Task statement:
Whenever "MIME" appears in a line, please copy that line from the data.

Stored data entries
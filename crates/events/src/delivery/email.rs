//! Email delivery.
//!
//! [`SmtpEmailGateway`] sends through the `lettre` async SMTP transport.
//! When `SMTP_HOST` is not set, [`EmailConfig::from_env`] returns `None` and
//! the server falls back to [`InMemoryEmailGateway`], which only keeps the
//! messages (the `notifications` table still records them).

use std::sync::Mutex;

use async_trait::async_trait;
use lettre::message::header::ContentType;
use lettre::message::Mailbox;
use lettre::transport::smtp::authentication::Credentials;
use lettre::{AsyncSmtpTransport, AsyncTransport, Message, Tokio1Executor};

// ---------------------------------------------------------------------------
// Error
// ---------------------------------------------------------------------------

#[derive(Debug, thiserror::Error)]
pub enum EmailError {
    /// SMTP transport-level failure (authentication, connection, etc.).
    #[error("SMTP transport error: {0}")]
    Transport(#[from] lettre::transport::smtp::Error),

    /// The recipient or sender address could not be parsed.
    #[error("Email address parse error: {0}")]
    Address(#[from] lettre::address::AddressError),

    /// The MIME message could not be assembled.
    #[error("Email build error: {0}")]
    Build(String),

    /// The gateway refused the message without trying to send it.
    #[error("Email gateway unavailable: {0}")]
    Unavailable(String),
}

// ---------------------------------------------------------------------------
// Message
// ---------------------------------------------------------------------------

/// A plain-text email ready to be sent.
#[derive(Debug, Clone, PartialEq, Eq)]
pub struct EmailMessage {
    pub to: Vec<String>,
    pub cc: Vec<String>,
    pub reply_to: Option<String>,
    pub subject: String,
    pub body: String,
}

impl EmailMessage {
    pub fn new(to: impl Into<String>, subject: impl Into<String>, body: impl Into<String>) -> Self {
        Self {
            to: vec![to.into()],
            cc: Vec::new(),
            reply_to: None,
            subject: subject.into(),
            body: body.into(),
        }
    }

    pub fn with_reply_to(mut self, reply_to: impl Into<String>) -> Self {
        self.reply_to = Some(reply_to.into());
        self
    }

    pub fn with_cc(mut self, cc: Vec<String>) -> Self {
        self.cc = cc;
        self
    }
}

/// Sends emails.
#[async_trait]
pub trait EmailGateway: Send + Sync {
    async fn send(&self, email: &EmailMessage) -> Result<(), EmailError>;
}

// ---------------------------------------------------------------------------
// EmailConfig
// ---------------------------------------------------------------------------

/// Default SMTP port (STARTTLS).
const DEFAULT_SMTP_PORT: u16 = 587;

/// Default sender address when `SMTP_FROM` is not set.
const DEFAULT_FROM_ADDRESS: &str = "ne-pas-ecrire-a-cet-email@immersion-facile.beta.gouv.fr";

#[derive(Debug, Clone)]
pub struct EmailConfig {
    pub smtp_host: String,
    /// SMTP server port (defaults to 587).
    pub smtp_port: u16,
    /// RFC 5322 "From" mailbox.
    pub from_address: String,
    pub smtp_user: Option<String>,
    pub smtp_password: Option<String>,
}

impl EmailConfig {
    /// Load configuration from environment variables.
    ///
    /// Returns `None` if `SMTP_HOST` is not set, signalling that email
    /// delivery is not configured.
    ///
    /// | Variable        | Required | Default                     |
    /// |-----------------|----------|-----------------------------|
    /// | `SMTP_HOST`     | yes      | --                          |
    /// | `SMTP_PORT`     | no       | `587`                       |
    /// | `SMTP_FROM`     | no       | platform no-reply address   |
    /// | `SMTP_USER`     | no       | --                          |
    /// | `SMTP_PASSWORD` | no       | --                          |
    pub fn from_env() -> Option<Self> {
        let smtp_host = std::env::var("SMTP_HOST").ok()?;
        Some(Self {
            smtp_host,
            smtp_port: std::env::var("SMTP_PORT")
                .ok()
                .and_then(|p| p.parse().ok())
                .unwrap_or(DEFAULT_SMTP_PORT),
            from_address: std::env::var("SMTP_FROM")
                .unwrap_or_else(|_| DEFAULT_FROM_ADDRESS.to_string()),
            smtp_user: std::env::var("SMTP_USER").ok(),
            smtp_password: std::env::var("SMTP_PASSWORD").ok(),
        })
    }
}

// ---------------------------------------------------------------------------
// SmtpEmailGateway
// ---------------------------------------------------------------------------

pub struct SmtpEmailGateway {
    from: Mailbox,
    mailer: AsyncSmtpTransport<Tokio1Executor>,
}

impl SmtpEmailGateway {
    /// Build the transport once; connections are pooled by `lettre`.
    pub fn new(config: &EmailConfig) -> Result<Self, EmailError> {
        let mut builder = AsyncSmtpTransport::<Tokio1Executor>::starttls_relay(&config.smtp_host)?
            .port(config.smtp_port);

        if let (Some(user), Some(pass)) = (&config.smtp_user, &config.smtp_password) {
            builder = builder.credentials(Credentials::new(user.clone(), pass.clone()));
        }

        Ok(Self {
            from: config.from_address.parse()?,
            mailer: builder.build(),
        })
    }
}

/// Assemble the MIME message for `email`.
pub fn build_message(from: &Mailbox, email: &EmailMessage) -> Result<Message, EmailError> {
    if email.to.is_empty() {
        return Err(EmailError::Build("no recipient".to_string()));
    }

    let mut builder = Message::builder()
        .from(from.clone())
        .subject(email.subject.as_str())
        .header(ContentType::TEXT_PLAIN);
    for to in &email.to {
        builder = builder.to(to.parse()?);
    }
    for cc in &email.cc {
        builder = builder.cc(cc.parse()?);
    }
    if let Some(reply_to) = &email.reply_to {
        builder = builder.reply_to(reply_to.parse()?);
    }

    builder
        .body(email.body.clone())
        .map_err(|e| EmailError::Build(e.to_string()))
}

#[async_trait]
impl EmailGateway for SmtpEmailGateway {
    async fn send(&self, email: &EmailMessage) -> Result<(), EmailError> {
        let message = build_message(&self.from, email)?;
        self.mailer.send(message).await?;

        tracing::info!(to = ?email.to, subject = %email.subject, "Email sent");
        Ok(())
    }
}

// ---------------------------------------------------------------------------
// InMemoryEmailGateway
// ---------------------------------------------------------------------------

/// Keeps sent emails in memory. Used in tests and when SMTP is not
/// configured.
#[derive(Default)]
pub struct InMemoryEmailGateway {
    sent: Mutex<Vec<EmailMessage>>,
    failing: Mutex<bool>,
}

impl InMemoryEmailGateway {
    pub fn new() -> Self {
        Self::default()
    }

    /// Emails sent so far, oldest first.
    pub fn sent(&self) -> Vec<EmailMessage> {
        self.sent.lock().map(|s| s.clone()).unwrap_or_default()
    }

    /// Make every following `send` fail until reset.
    pub fn set_failing(&self, failing: bool) {
        if let Ok(mut flag) = self.failing.lock() {
            *flag = failing;
        }
    }
}

#[async_trait]
impl EmailGateway for InMemoryEmailGateway {
    async fn send(&self, email: &EmailMessage) -> Result<(), EmailError> {
        if self.failing.lock().map(|f| *f).unwrap_or(false) {
            return Err(EmailError::Unavailable("in-memory gateway set to fail".into()));
        }
        tracing::debug!(to = ?email.to, subject = %email.subject, "Email kept in memory");
        if let Ok(mut sent) = self.sent.lock() {
            sent.push(email.clone());
        }
        Ok(())
    }
}

// ---------------------------------------------------------------------------
// Tests
// ---------------------------------------------------------------------------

Output:
    /// The MIME message could not be assembled.
/// Assemble the MIME message for `email`.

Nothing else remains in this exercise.